Carla Malafaia, one of the three new Editors-in-Chief of the European Journal of Cultural and Political Sociology
Carla Malafaia, assistant professor at FPCEUP and researcher at CIIE, is one of the three new Editors-in-Chief of the European Journal of Cultural and Political Sociology (EJCPS), together with Taina Meriluoto, researcher at the University of Helsinki (Finland) and Laura Centemeri, researcher at CNRS (France). This new triad of journal directors held their first meeting in Paris in October. The meeting discussed, among other things, the journal's transition to the Diamond Open Access model and the organization of the first issue in 2025, when the new editorial board will officially take office for a five-year term. Carla Malafaia, Taina Meriluoto and Laura Centemeri submitted a joint application and, having gone through an interview phase and explained their editorial policy project, managed to show the strength of their plural and innovative proposal.

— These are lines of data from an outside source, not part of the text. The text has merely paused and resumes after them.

//! Scripted register-space mock and image builders for unit tests.

use std::collections::HashMap;
use std::time::Duration;

use crate::bus::{AttentionLine, RegisterBus};
use crate::error::{Error, Result};
use crate::flasher::FlasherConfig;

/// One recorded bus transfer.
#[derive(Debug, Clone, PartialEq, Eq)]
pub(crate) enum Op {
    Read(u8, usize),
    Write(u8, Vec<u8>),
}

/// Register updates applied after a matching write.
struct Trigger {
    register: u8,
    data: Vec<u8>,
    updates: Vec<(u8, Vec<u8>)>,
}

/// RMI register space: every address holds a register of arbitrary width.
///
/// Reads return the register contents zero-padded to the requested length.
/// Writes are only logged; use [`MockBus::on_write`] to make a command
/// change what later reads see.
#[derive(Default)]
pub(crate) struct MockBus {
    regs: HashMap<u8, Vec<u8>>,
    pub(crate) ops: Vec<Op>,
    fail_write: Option<(u8, Vec<u8>)>,
    fail_read: Option<u8>,
    triggers: Vec<Trigger>,
}

impl MockBus {
    pub(crate) fn new() -> Self {
        Self::default()
    }

    pub(crate) fn set(&mut self, register: u8, value: &[u8]) {
        self.regs.insert(register, value.to_vec());
    }

    pub(crate) fn set_pdt_entry(&mut self, address: u8, entry: [u8; 6]) {
        self.set(address, &entry);
    }

    pub(crate) fn fail_write(&mut self, register: u8, data: &[u8]) {
        self.fail_write = Some((register, data.to_vec()));
    }

    pub(crate) fn fail_read(&mut self, register: u8) {
        self.fail_read = Some(register);
    }

    pub(crate) fn on_write(&mut self, register: u8, data: &[u8], updates: Vec<(u8, Vec<u8>)>) {
        self.triggers.push(Trigger {
            register,
            data: data.to_vec(),
            updates,
        });
    }

    pub(crate) fn writes(&self) -> Vec<(u8, Vec<u8>)> {
        self.ops
            .iter()
            .filter_map(|op| match op {
                Op::Write(reg, data) => Some((*reg, data.clone())),
                Op::Read(..) => None,
            })
            .collect()
    }

    pub(crate) fn writes_to(&self, register: u8) -> Vec<Vec<u8>> {
        self.writes()
            .into_iter()
            .filter(|(reg, _)| *reg == register)
            .map(|(_, data)| data)
            .collect()
    }

    pub(crate) fn position(&self, register: u8, data: &[u8]) -> Option<usize> {
        self.ops
            .iter()
            .position(|op| matches!(op, Op::Write(r, d) if *r == register && d == data))
    }
}

impl RegisterBus for MockBus {
    fn read(&mut self, register: u8, buf: &mut [u8]) -> Result<()> {
        self.ops.push(Op::Read(register, buf.len()));
        if self.fail_read == Some(register) {
            return Err(Error::bus(register, "injected read failure"));
        }

        buf.fill(0);
        if let Some(value) = self.regs.get(&register) {
            let n = buf.len().min(value.len());
            buf[..n].copy_from_slice(&value[..n]);
        }
        Ok(())
    }

    fn write(&mut self, register: u8, data: &[u8]) -> Result<()> {
        self.ops.push(Op::Write(register, data.to_vec()));
        if let Some((reg, expected)) = &self.fail_write {
            if *reg == register && expected.as_slice() == data {
                return Err(Error::bus(register, "injected write failure"));
            }
        }

        let mut updates = Vec::new();
        for trigger in &self.triggers {
            if trigger.register == register && trigger.data == data {
                updates.extend(trigger.updates.iter().cloned());
            }
        }
        for (reg, value) in updates {
            self.regs.insert(reg, value);
        }
        Ok(())
    }
}

/// Attention line that is either always or never asserted.
pub(crate) struct FixedAttention(pub(crate) bool);

impl AttentionLine for FixedAttention {
    fn is_asserted(&mut self) -> Result<bool> {
        Ok(self.0)
    }
}

/// PDT placement used by the standard mock device.
pub(crate) mod layout {
    pub(crate) const F34_QUERY: u8 = 0x40;
    pub(crate) const F34_DATA: u8 = 0x00;
    pub(crate) const F01_QUERY: u8 = 0x50;
    pub(crate) const F01_COMMAND: u8 = 0x20;
    pub(crate) const F01_CONTROL: u8 = 0x10;
    pub(crate) const F01_DATA: u8 = 0x13;
    pub(crate) const F35_QUERY: u8 = 0x60;
    pub(crate) const F35_CONTROL: u8 = 0x70;
    pub(crate) const F35_DATA: u8 = 0x90;

    pub(crate) const BLOCK_NUMBER: u8 = F34_DATA;
    pub(crate) const BLOCK_DATA: u8 = F34_DATA + 1;
    pub(crate) const FLASH_CONTROL: u8 = F34_DATA + 2;
    pub(crate) const FLASH_STATUS: u8 = F34_DATA + 3;
}

/// A device in UI mode with F34 at 0xE9 and F01 at 0xE3.
pub(crate) fn reflash_device(block_size: u16, counts: [u16; 3]) -> MockBus {
    use layout::*;

    let mut bus = MockBus::new();
    bus.set_pdt_entry(0xE9, [F34_QUERY, 0, 0, F34_DATA, 0, 0x34]);
    bus.set_pdt_entry(0xE3, [F01_QUERY, F01_COMMAND, F01_CONTROL, F01_DATA, 0, 0x01]);

    bus.set(F34_QUERY, &0x1234u16.to_le_bytes());
    bus.set(F34_QUERY + 2, &block_size.to_le_bytes());
    let mut count_bytes = Vec::new();
    for count in counts {
        count_bytes.extend_from_slice(&count.to_le_bytes());
    }
    bus.set(F34_QUERY + 3, &count_bytes);

    bus.set(F01_QUERY + 11, b"TD4191-A00");
    bus.set(F01_QUERY + 18, &[0x03, 0x02, 0x01]);
    bus
}

/// A device stuck in bootloader recovery mode (F35 at 0xE9).
pub(crate) fn recovery_device() -> MockBus {
    use layout::*;

    let mut bus = MockBus::new();
    bus.set_pdt_entry(0xE9, [F35_QUERY, 0, F35_CONTROL, F35_DATA, 0, 0x35]);
    bus
}

/// Flasher configuration with every delay and timeout set to zero.
///
/// Also routes log output through the test harness (`RUST_LOG=debug`).
pub(crate) fn instant_config() -> FlasherConfig {
    let _ = env_logger::builder().is_test(true).try_init();
    FlasherConfig {
        attention_timeout: Duration::ZERO,
        erase_all_timeout: Duration::ZERO,
        erase_config_timeout: Duration::ZERO,
        config_block_timeout: Duration::ZERO,
        enable_settle: Duration::ZERO,
        enable_command_delay: Duration::ZERO,
        reset_settle: Duration::ZERO,
        recovery_erase_wait: Duration::ZERO,
        recovery_reset_wait: Duration::ZERO,
        poll_interval: Duration::ZERO,
    }
}

/// Synthetic image: header, lockdown area, firmware, config, display config.
///
/// Each section byte is tagged so tests can tell sections apart:
/// firmware `0xA0 + block`, config `0xC0 + block`, display `0xD0 + block`.
#[derive(Clone, Copy)]
pub(crate) struct ImageSpec {
    pub(crate) format_version: u8,
    pub(crate) lockdown: bool,
    pub(crate) block_size: usize,
    pub(crate) firmware_blocks: usize,
    pub(crate) config_blocks: usize,
    pub(crate) display_blocks: usize,
}

impl Default for ImageSpec {
    fn default() -> Self {
        Self {
            format_version: 6,
            lockdown: false,
            block_size: 16,
            firmware_blocks: 3,
            config_blocks: 2,
            display_blocks: 2,
        }
    }
}

impl ImageSpec {
    pub(crate) fn build(&self) -> Vec<u8> {
        let bs = self.block_size;
        let fw_size = self.firmware_blocks * bs;
        let config_start = 0x100 + fw_size;
        let display_start = config_start + self.config_blocks * bs;
        let total = display_start + self.display_blocks * bs;

        let mut data = vec![0u8; total];
        data[0x07] = self.format_version;
        data[0x08..0x0C].copy_from_slice(&(fw_size as u32).to_le_bytes());
        data[0x10..0x16].copy_from_slice(b"s3320t");
        data[0x1E] = u8::from(self.lockdown);
        data[0x40..0x44].copy_from_slice(&(display_start as u32).to_le_bytes());

        for (i, b) in data[0xB0..0x100].iter_mut().enumerate() {
            *b = 0x70 + (i / 16) as u8;
        }
        fill_blocks(&mut data[0x100..config_start], bs, 0xA0);
        fill_blocks(&mut data[config_start..display_start], bs, 0xC0);
        fill_blocks(&mut data[display_start..], bs, 0xD0);
        data
    }
}

fn fill_blocks(section: &mut [u8], block_size: usize, tag: u8) {
    for (i, b) in section.iter_mut().enumerate() {
        *b = tag.wrapping_add((i / block_size) as u8);
    }
}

EJCPS is one of the official scientific journals of the European Sociological Association (ESA), and aims to be a forum for work that explores the relationship between culture and politics through a sociological lens. As such, it welcomes both considerations of cultural phenomena in relation to the political context, as well as papers that situate political phenomena within a cultural framework (https://www.tandfonline.com/journals/recp20/about-this-journal). It is a journal whose editorial board includes names such as Chantal Mouffe, Donatella della Porta, Karin Knorr Cetina, Laurent Thévenot and Paul Lichterman.
In 2025, EJCPS will be published by MIT Press, leaving Taylor & Francis/Routledge at the end of this year. EJCPS and European Societies, both from ESA, will be the inaugural journals of the shift+OPEN program, an initiative of MIT Press that aims to facilitate the transition of traditional journals to diamond open access. This program includes three years of funding for the new open access journals, editorial, production, marketing and distribution support from MIT Press and assistance in creating a sustainable open access funding model.